Several things affect the rate at which time passes; gravity and speed are two of them. The faster one travels, the slower one ages; likewise, the stronger the gravitational field one exists in, the slower one ages.

Einstein predicted that two atomic clocks could be synchronized with each other then one could be put in a plane to fly high above the surface of the earth (where gravity is slightly weaker) and the one that stayed on the surface would have calculated more time having gone by when the two clocks were later reunited. The experiment was done and Einstein was proven to have been correct. If then time is not “real” how would one explain the difference in the times shown on the clocks? If then time is not “measurable” how did Einstein calculate prior to the experiment how far off the clocks would be from each other?

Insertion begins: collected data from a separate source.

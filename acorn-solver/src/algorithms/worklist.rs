use std::collections::VecDeque;

use super::AlgorithmStrength;
use super::PropagationAlgorithm;
use crate::arcs::ArcId;
use crate::basic_types::PropagationStatus;
use crate::containers::StorageKey;
use crate::domains::DomainValue;
use crate::graph::ChangeBatch;
use crate::graph::NodeArcGraph;

/// The production fixpoint driver (AC-3): a FIFO of dirty arcs with an
/// enqueued flag per arc.
///
/// After each arc evaluation the node deltas are drained and every watcher
/// whose event mask intersects the delta is enqueued, including the arc that
/// was just run if it changed a node it watches. Arcs posted during the
/// evaluation (reification) are installed and enqueued before the next pop.
#[derive(Debug, Default)]
pub struct WorklistPropagator {
    strength: AlgorithmStrength,
    queue: VecDeque<ArcId>,
    enqueued: Vec<bool>,
}

impl WorklistPropagator {
    pub fn new(strength: AlgorithmStrength) -> Self {
        WorklistPropagator {
            strength,
            queue: VecDeque::new(),
            enqueued: Vec::new(),
        }
    }

    fn enqueue(&mut self, arc: ArcId) {
        if arc.index() >= self.enqueued.len() {
            self.enqueued.resize(arc.index() + 1, false);
        }
        if !self.enqueued[arc.index()] {
            self.enqueued[arc.index()] = true;
            self.queue.push_back(arc);
        }
    }

    fn enqueue_dependents<T: DomainValue>(
        &mut self,
        graph: &NodeArcGraph<T>,
        batch: &ChangeBatch,
    ) {
        let mut wake = Vec::new();
        for &(node, events) in &batch.scalars {
            for &(arc, mask) in graph.scalar_watchers(node) {
                if mask.intersects(events) {
                    wake.push(arc);
                }
            }
        }
        for &(set, events) in &batch.sets {
            for &(arc, mask) in graph.set_watchers(set) {
                if mask.intersects(events) {
                    wake.push(arc);
                }
            }
        }
        for arc in wake {
            self.enqueue(arc);
        }
    }
}

impl<T: DomainValue> PropagationAlgorithm<T> for WorklistPropagator {
    fn propagate(&mut self, graph: &mut NodeArcGraph<T>) -> PropagationStatus {
        for arc in graph.drain_fresh() {
            self.enqueue(arc);
        }
        let batch = graph.drain_changes();
        self.enqueue_dependents(graph, &batch);

        let mut evaluations = 0u64;
        while let Some(arc) = self.queue.pop_front() {
            self.enqueued[arc.index()] = false;
            evaluations += 1;
            if let Err(failure) = graph.propagate_arc(arc, self.strength) {
                log::debug!("propagation failed at {:?} after {evaluations} evaluations", arc);
                // The queue must not leak into an unrelated later run.
                self.queue.clear();
                self.enqueued.fill(false);
                return Err(failure);
            }
            for installed in graph.install_pending() {
                self.enqueue(installed);
            }
            let batch = graph.drain_changes();
            self.enqueue_dependents(graph, &batch);
        }
        log::debug!("fixpoint reached after {evaluations} arc evaluations");
        Ok(())
    }
}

Here is an analogy I read from a book written by Brian Greene (I think that’s who it was) called the Elegant Universe. Imagine a two-dimensional world where two race cars are going to race 100 miles in distance across a plain. For the sake of simplicity, pretend that the cars either go max speed or are stationary. The max speed of the cars is 100 mph. The two cars race from east to west and you observe them from the south. The two cars start at exactly the same time at 100 miles per hour. We would then expect them to reach their destination exactly one hour later and finish with a tie. The blue car, however, falls behind and even more oddly the length of the car shortens. What would explain this phenomena? The answer, of course, is that the blue car has headed off course and is no longer traveling due west like the red car.

Using vector addition we could measure the length of the car and determine the angle it has taken; furthermore, we could discern whether it has gone off course in a northern direction or a southern one simply by observing whether it is getting “thicker” or “thinner.” The one constant we have to go by is that the blue car is traveling with a speed of 100 mph.

Analogously, everything in the Universe is traveling at the speed of light. That “total speed” is simply divided into several vectors; time being one of those vectors or dimensions. Hence when one increases his or her speed in one vector, the speed of the other vectors must contribute to that speed such that the total speed equals the speed of light. A photon, for example, does not age at all because all of its “time vector” has been reduced to zero in order for it to attain the speed at which it is traveling.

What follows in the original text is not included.